Below are some records. Print all of them exactly as they appear.
====== MATERIAL SUPPLIED ======
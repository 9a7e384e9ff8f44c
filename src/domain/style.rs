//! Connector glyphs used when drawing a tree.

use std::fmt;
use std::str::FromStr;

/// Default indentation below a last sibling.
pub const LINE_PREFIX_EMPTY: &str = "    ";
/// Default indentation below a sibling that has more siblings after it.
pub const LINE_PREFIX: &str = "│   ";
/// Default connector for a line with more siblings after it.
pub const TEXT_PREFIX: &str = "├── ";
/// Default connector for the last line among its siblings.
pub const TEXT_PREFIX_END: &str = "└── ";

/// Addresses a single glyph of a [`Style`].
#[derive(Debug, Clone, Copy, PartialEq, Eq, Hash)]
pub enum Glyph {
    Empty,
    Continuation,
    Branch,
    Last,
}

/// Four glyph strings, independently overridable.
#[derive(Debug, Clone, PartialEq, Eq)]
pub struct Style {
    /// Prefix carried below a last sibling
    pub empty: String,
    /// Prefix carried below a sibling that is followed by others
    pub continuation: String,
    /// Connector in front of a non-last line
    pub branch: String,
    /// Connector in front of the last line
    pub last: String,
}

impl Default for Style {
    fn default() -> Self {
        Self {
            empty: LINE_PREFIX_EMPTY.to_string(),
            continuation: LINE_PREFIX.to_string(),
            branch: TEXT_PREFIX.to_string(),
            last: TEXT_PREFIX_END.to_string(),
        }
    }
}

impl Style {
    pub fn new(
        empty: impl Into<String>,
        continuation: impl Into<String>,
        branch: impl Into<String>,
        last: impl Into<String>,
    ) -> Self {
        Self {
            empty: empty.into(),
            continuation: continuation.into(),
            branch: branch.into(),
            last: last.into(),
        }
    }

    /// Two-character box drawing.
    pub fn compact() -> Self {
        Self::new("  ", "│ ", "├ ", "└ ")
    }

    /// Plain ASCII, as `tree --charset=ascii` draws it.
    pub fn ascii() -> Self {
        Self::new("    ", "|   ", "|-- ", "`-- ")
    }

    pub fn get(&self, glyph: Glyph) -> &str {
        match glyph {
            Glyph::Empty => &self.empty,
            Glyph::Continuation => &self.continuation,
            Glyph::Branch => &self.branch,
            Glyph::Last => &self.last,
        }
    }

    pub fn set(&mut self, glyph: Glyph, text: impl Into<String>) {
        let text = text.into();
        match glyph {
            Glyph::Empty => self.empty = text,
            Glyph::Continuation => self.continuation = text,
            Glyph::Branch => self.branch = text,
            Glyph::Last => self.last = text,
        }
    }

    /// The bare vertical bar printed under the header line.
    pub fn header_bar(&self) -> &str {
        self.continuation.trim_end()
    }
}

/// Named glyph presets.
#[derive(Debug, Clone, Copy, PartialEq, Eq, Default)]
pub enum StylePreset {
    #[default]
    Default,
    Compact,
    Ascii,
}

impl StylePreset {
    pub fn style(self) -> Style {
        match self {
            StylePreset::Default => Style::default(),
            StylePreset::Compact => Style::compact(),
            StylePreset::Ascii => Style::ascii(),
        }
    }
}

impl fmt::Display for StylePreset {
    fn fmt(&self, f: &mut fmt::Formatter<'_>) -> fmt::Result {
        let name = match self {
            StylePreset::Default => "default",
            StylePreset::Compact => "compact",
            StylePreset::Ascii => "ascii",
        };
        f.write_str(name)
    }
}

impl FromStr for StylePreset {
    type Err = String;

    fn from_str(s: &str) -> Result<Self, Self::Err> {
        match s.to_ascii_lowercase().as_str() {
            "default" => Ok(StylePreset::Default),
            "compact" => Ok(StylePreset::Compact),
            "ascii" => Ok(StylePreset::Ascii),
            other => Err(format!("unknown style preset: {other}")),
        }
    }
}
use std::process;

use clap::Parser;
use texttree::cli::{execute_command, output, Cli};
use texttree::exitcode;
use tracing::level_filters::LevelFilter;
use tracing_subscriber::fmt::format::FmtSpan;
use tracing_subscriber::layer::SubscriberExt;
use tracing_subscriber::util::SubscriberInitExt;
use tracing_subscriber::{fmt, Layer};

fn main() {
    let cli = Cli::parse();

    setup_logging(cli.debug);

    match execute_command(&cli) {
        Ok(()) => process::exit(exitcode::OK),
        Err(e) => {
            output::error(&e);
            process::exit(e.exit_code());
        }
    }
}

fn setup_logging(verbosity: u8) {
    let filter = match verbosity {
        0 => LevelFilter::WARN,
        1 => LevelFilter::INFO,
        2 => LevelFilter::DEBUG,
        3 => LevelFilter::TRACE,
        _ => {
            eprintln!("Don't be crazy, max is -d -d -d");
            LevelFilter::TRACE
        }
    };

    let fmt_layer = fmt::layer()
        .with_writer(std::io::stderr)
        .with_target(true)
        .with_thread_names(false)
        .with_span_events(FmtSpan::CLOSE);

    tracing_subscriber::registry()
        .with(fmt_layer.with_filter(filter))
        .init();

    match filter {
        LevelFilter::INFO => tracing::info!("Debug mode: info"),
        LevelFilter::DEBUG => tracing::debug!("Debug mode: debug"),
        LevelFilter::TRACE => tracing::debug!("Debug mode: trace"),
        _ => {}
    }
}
======
### REPLY
repository 9a7e384e9ff8f44c
filename src/domain/style.rs
//! Connector glyphs used when drawing a tree.

use std::fmt;
use std::str::FromStr;

/// Default indentation below a last sibling.
pub const LINE_PREFIX_EMPTY: &str = "    ";
/// Default indentation below a sibling that has more siblings after it.
pub const LINE_PREFIX: &str = "│   ";
/// Default connector for a line with more siblings after it.
pub const TEXT_PREFIX: &str = "├── ";
/// Default connector for the last line among its siblings.
pub const TEXT_PREFIX_END: &str = "└── ";

/// Addresses a single glyph of a [`Style`].
#[derive(Debug, Clone, Copy, PartialEq, Eq, Hash)]
pub enum Glyph {
    Empty,
    Continuation,
    Branch,
    Last,
}

/// Four glyph strings, independently overridable.
#[derive(Debug, Clone, PartialEq, Eq)]
pub struct Style {
    /// Prefix carried below a last sibling
    pub empty: String,
    /// Prefix carried below a sibling that is followed by others
    pub continuation: String,
    /// Connector in front of a non-last line
    pub branch: String,
    /// Connector in front of the last line
    pub last: String,
}

impl Default for Style {
    fn default() -> Self {
        Self {
            empty: LINE_PREFIX_EMPTY.to_string(),
            continuation: LINE_PREFIX.to_string(),
            branch: TEXT_PREFIX.to_string(),
            last: TEXT_PREFIX_END.to_string(),
        }
    }
}

impl Style {
    pub fn new(
        empty: impl Into<String>,
        continuation: impl Into<String>,
        branch: impl Into<String>,
        last: impl Into<String>,
    ) -> Self {
        Self {
            empty: empty.into(),
            continuation: continuation.into(),
            branch: branch.into(),
            last: last.into(),
        }
    }

    /// Two-character box drawing.
    pub fn compact() -> Self {
        Self::new("  ", "│ ", "├ ", "└ ")
    }

    /// Plain ASCII, as `tree --charset=ascii` draws it.
    pub fn ascii() -> Self {
        Self::new("    ", "|   ", "|-- ", "`-- ")
    }

    pub fn get(&self, glyph: Glyph) -> &str {
        match glyph {
            Glyph::Empty => &self.empty,
            Glyph::Continuation => &self.continuation,
            Glyph::Branch => &self.branch,
            Glyph::Last => &self.last,
        }
    }

    pub fn set(&mut self, glyph: Glyph, text: impl Into<String>) {
        let text = text.into();
        match glyph {
            Glyph::Empty => self.empty = text,
            Glyph::Continuation => self.continuation = text,
            Glyph::Branch => self.branch = text,
            Glyph::Last => self.last = text,
        }
    }

    /// The bare vertical bar printed under the header line.
    pub fn header_bar(&self) -> &str {
        self.continuation.trim_end()
    }
}

/// Named glyph presets.
#[derive(Debug, Clone, Copy, PartialEq, Eq, Default)]
pub enum StylePreset {
    #[default]
    Default,
    Compact,
    Ascii,
}

impl StylePreset {
    pub fn style(self) -> Style {
        match self {
            StylePreset::Default => Style::default(),
            StylePreset::Compact => Style::compact(),
            StylePreset::Ascii => Style::ascii(),
        }
    }
}

impl fmt::Display for StylePreset {
    fn fmt(&self, f: &mut fmt::Formatter<'_>) -> fmt::Result {
        let name = match self {
            StylePreset::Default => "default",
            StylePreset::Compact => "compact",
            StylePreset::Ascii => "ascii",
        };
        f.write_str(name)
    }
}

impl FromStr for StylePreset {
    type Err = String;

    fn from_str(s: &str) -> Result<Self, Self::Err> {
        match s.to_ascii_lowercase().as_str() {
            "default" => Ok(StylePreset::Default),
            "compact" => Ok(StylePreset::Compact),
            "ascii" => Ok(StylePreset::Ascii),
            other => Err(format!("unknown style preset: {other}")),
        }
    }
}
use std::process;

use clap::Parser;
use texttree::cli::{execute_command, output, Cli};
use texttree::exitcode;
use tracing::level_filters::LevelFilter;
use tracing_subscriber::fmt::format::FmtSpan;
use tracing_subscriber::layer::SubscriberExt;
use tracing_subscriber::util::SubscriberInitExt;
use tracing_subscriber::{fmt, Layer};

fn main() {
    let cli = Cli::parse();

    setup_logging(cli.debug);

    match execute_command(&cli) {
        Ok(()) => process::exit(exitcode::OK),
        Err(e) => {
            output::error(&e);
            process::exit(e.exit_code());
        }
    }
}

fn setup_logging(verbosity: u8) {
    let filter = match verbosity {
        0 => LevelFilter::WARN,
        1 => LevelFilter::INFO,
        2 => LevelFilter::DEBUG,
        3 => LevelFilter::TRACE,
        _ => {
            eprintln!("Don't be crazy, max is -d -d -d");
            LevelFilter::TRACE
        }
    };

    let fmt_layer = fmt::layer()
        .with_writer(std::io::stderr)
        .with_target(true)
        .with_thread_names(false)
        .with_span_events(FmtSpan::CLOSE);

    tracing_subscriber::registry()
        .with(fmt_layer.with_filter(filter))
        .init();

    match filter {
        LevelFilter::INFO => tracing::info!("Debug mode: info"),
        LevelFilter::DEBUG => tracing::debug!("Debug mode: debug"),
        LevelFilter::TRACE => tracing::debug!("Debug mode: trace"),
        _ => {}
    }
}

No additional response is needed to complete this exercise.